Prime Highlights:
- Mitsubishi Corporation will spend ¥4 trillion ($27 billion) over three years to fund long-term expansion.
- The firm forecast a 2027/28 financial-year net profit of ¥1.2 trillion.
Key Facts:
- Mitsubishi will spend ¥1 trillion on maintenance capital expenditure and over ¥3 trillion on expansion investment.
- The firm will buy back as much as ¥1 trillion of stock between April 2025 and March 2026.
Key Background:
Japan’s biggest trading company, Mitsubishi Corporation, launched a three-year strategic investment plan from April 2025. The group pledged to invest a massive amount of ¥4 trillion ($27 billion) with the twin motive of supporting existing business and growth. ¥1 trillion will be spent on supporting the capital investment out of the total amount, and over ¥3 trillion will be spent on growth projects.
Under its plan of long-term development, Mitsubishi targets to record ¥1.2 trillion net income in FY 2027/28. The ambitious projection signals the company’s confidence on the long-term plan of its growth. Aside from maintaining keen eye on maximising shareholder value, Mitsubishi will pursue its dividend strategy and make open-ended share buybacks publicly announced. Included under more noteworthy features of the plan is buying up to ¥1 trillion worth of its own shares between April 2025 – March 2026.

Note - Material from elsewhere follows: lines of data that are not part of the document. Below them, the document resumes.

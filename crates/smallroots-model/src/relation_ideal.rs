//! Ideals of relations sharing one modulus constraint.

use std::fmt;
use std::ops::{Add, Mul};
use std::sync::Arc;

use smallroots_groebner::Ideal;
use smallroots_integers::Integer;
use smallroots_poly::{PolyRing, Polynomial};

use crate::error::{Error, Result};
use crate::modulus::{combine, Modulus};
use crate::relation::Relation;

/// An ideal of `ℤ[x]` all of whose elements vanish at the bounded root
/// modulo `modulus` (or exactly, when the modulus is absent).
#[derive(Clone)]
pub struct RelationIdeal {
    /// The polynomial ideal.
    pub ideal: Ideal,
    /// The shared modulus.
    pub modulus: Option<Modulus>,
}

impl RelationIdeal {
    /// The ideal generated by `polynomials`, all constrained by `modulus`.
    ///
    /// # Errors
    ///
    /// Returns [`Error::RingMismatch`] if a polynomial is outside `ring`.
    pub fn new(
        polynomials: Vec<Polynomial<Integer>>,
        ring: Arc<PolyRing>,
        modulus: Option<Modulus>,
    ) -> Result<Self> {
        if polynomials.iter().any(|f| **f.ring() != *ring) {
            return Err(Error::RingMismatch);
        }
        Ok(Self {
            ideal: Ideal::new(ring, polynomials),
            modulus,
        })
    }

    /// The ideal generated by the polynomials of `relations`, which must all
    /// share `modulus`.
    ///
    /// # Errors
    ///
    /// Returns [`Error::RingMismatch`] if the relations live in other rings
    /// and [`Error::InvalidInput`] if a relation has a different modulus.
    pub fn from_relations(
        relations: &[Relation],
        ring: Arc<PolyRing>,
        modulus: Option<Modulus>,
    ) -> Result<Self> {
        if let Some(r) = relations.iter().find(|r| r.modulus != modulus) {
            return Err(Error::invalid(format!(
                "relation {r} does not share the ideal's modulus"
            )));
        }
        Self::new(
            relations.iter().map(|r| r.polynomial.clone()).collect(),
            ring,
            modulus,
        )
    }

    /// The zero ideal with the given modulus.
    #[must_use]
    pub fn zero(ring: Arc<PolyRing>, modulus: Option<Modulus>) -> Self {
        Self {
            ideal: Ideal::zero(ring),
            modulus,
        }
    }

    /// The ambient ring.
    #[must_use]
    pub fn ring(&self) -> &Arc<PolyRing> {
        self.ideal.ring()
    }

    /// Strong Gröbner basis; empty for the zero ideal.
    #[must_use]
    pub fn groebner_basis(&self) -> &[Polynomial<Integer>] {
        self.ideal.groebner_basis()
    }

    /// Normal form of `f`.
    #[must_use]
    pub fn reduce(&self, f: &Polynomial<Integer>) -> Polynomial<Integer> {
        self.ideal.reduce(f)
    }

    /// `J1 + J2`; the modulus is the lcm of the two.
    ///
    /// # Errors
    ///
    /// Returns [`Error::RingMismatch`] if the rings differ.
    pub fn try_add(&self, other: &Self) -> Result<Self> {
        if self.ring() != other.ring() {
            return Err(Error::RingMismatch);
        }
        Ok(Self {
            ideal: &self.ideal + &other.ideal,
            modulus: combine(self.modulus.as_ref(), other.modulus.as_ref(), Modulus::lcm),
        })
    }

    /// `J1 * J2`; the modulus is the product of the two.
    ///
    /// # Errors
    ///
    /// Returns [`Error::RingMismatch`] if the rings differ.
    pub fn try_mul(&self, other: &Self) -> Result<Self> {
        if self.ring() != other.ring() {
            return Err(Error::RingMismatch);
        }
        Ok(Self {
            ideal: &self.ideal * &other.ideal,
            modulus: combine(self.modulus.as_ref(), other.modulus.as_ref(), |a, b| a * b),
        })
    }
}

impl Add for &RelationIdeal {
    type Output = RelationIdeal;

    /// # Panics
    ///
    /// Panics if the rings differ.
    fn add(self, rhs: Self) -> RelationIdeal {
        assert!(self.ring() == rhs.ring(), "relation ideals over different rings");
        RelationIdeal {
            ideal: &self.ideal + &rhs.ideal,
            modulus: combine(self.modulus.as_ref(), rhs.modulus.as_ref(), Modulus::lcm),
        }
    }
}

impl Mul for &RelationIdeal {
    type Output = RelationIdeal;

    /// # Panics
    ///
    /// Panics if the rings differ.
    fn mul(self, rhs: Self) -> RelationIdeal {
        assert!(self.ring() == rhs.ring(), "relation ideals over different rings");
        RelationIdeal {
            ideal: &self.ideal * &rhs.ideal,
            modulus: combine(self.modulus.as_ref(), rhs.modulus.as_ref(), |a, b| a * b),
        }
    }
}

impl fmt::Debug for RelationIdeal {
    fn fmt(&self, f: &mut fmt::Formatter<'_>) -> fmt::Result {
        match &self.modulus {
            Some(m) => write!(f, "RelationIdeal({:?} modulo {m})", self.ideal),
            None => write!(f, "RelationIdeal({:?})", self.ideal),
        }
    }
}

#[cfg(test)]
mod tests {
    use super::*;
    use smallroots_poly::{parse_polynomials, Variable};

    #[test]
    fn test_moduli_combine() {
        let (ring, polys) = parse_polynomials(&["x - 3", "x + 1"]).unwrap();
        let a = RelationIdeal::new(
            vec![polys[0].clone()],
            ring.clone(),
            Some(Modulus::known(Integer::new(12))),
        )
        .unwrap();
        let b = RelationIdeal::new(
            vec![polys[1].clone()],
            ring.clone(),
            Some(Modulus::known(Integer::new(18))),
        )
        .unwrap();
        assert_eq!((&a + &b).modulus, Some(Modulus::known(Integer::new(36))));
        assert_eq!((&a * &b).modulus, Some(Modulus::known(Integer::new(216))));
        assert_eq!((&a * &b).ideal.generators().len(), 1);

        let exact = RelationIdeal::zero(ring, None);
        assert_eq!((&exact + &a).modulus, a.modulus);
        assert_eq!((&a * &exact).modulus, a.modulus);
    }

    #[test]
    fn test_groebner_basis_of_modular_ideal() {
        let (ring, polys) = parse_polynomials(&["x^2 - 4", "6"]).unwrap();
        let p = Modulus::symbol(Variable::new("p"));
        let j = RelationIdeal::new(polys, ring.clone(), Some(p)).unwrap();
        let gb = j.groebner_basis();
        assert!(!gb.is_empty());
        // x^2 + 2 is congruent to 0 modulo the ideal (x^2 - 4 + 6)
        let (_, f) = parse_polynomials(&["x^2 + 2"]).unwrap();
        assert!(j.reduce(&f[0].reinterpret(ring)).is_zero());
    }

    #[test]
    fn test_ring_mismatch() {
        let (r1, _) = parse_polynomials(&["x"]).unwrap();
        let (_, p2) = parse_polynomials(&["y"]).unwrap();
        assert!(matches!(
            RelationIdeal::new(p2, r1, None),
            Err(Error::RingMismatch)
        ));
    }
}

Despite this projected growth, Mitsubishi has projected a decrease in its short-term profits. For March 2025 year, it projected a net profit of ¥950 billion. In the next year, April 2025, net profit is projected to fall to ¥700 billion. In its attempt to reassure its shareholders, Mitsubishi has announced its dividend to rise by ¥10 to ¥110 per share.
Joining market interest, Warren Buffett’s Berkshire Hathaway now owns 9.67% of Mitsubishi Corporation. The investment is a reflection of unshakeable confidence in the long-term financial well-being of Mitsubishi and long-term strategic direction, placing the company on firm footing to move forward successfully on the global market.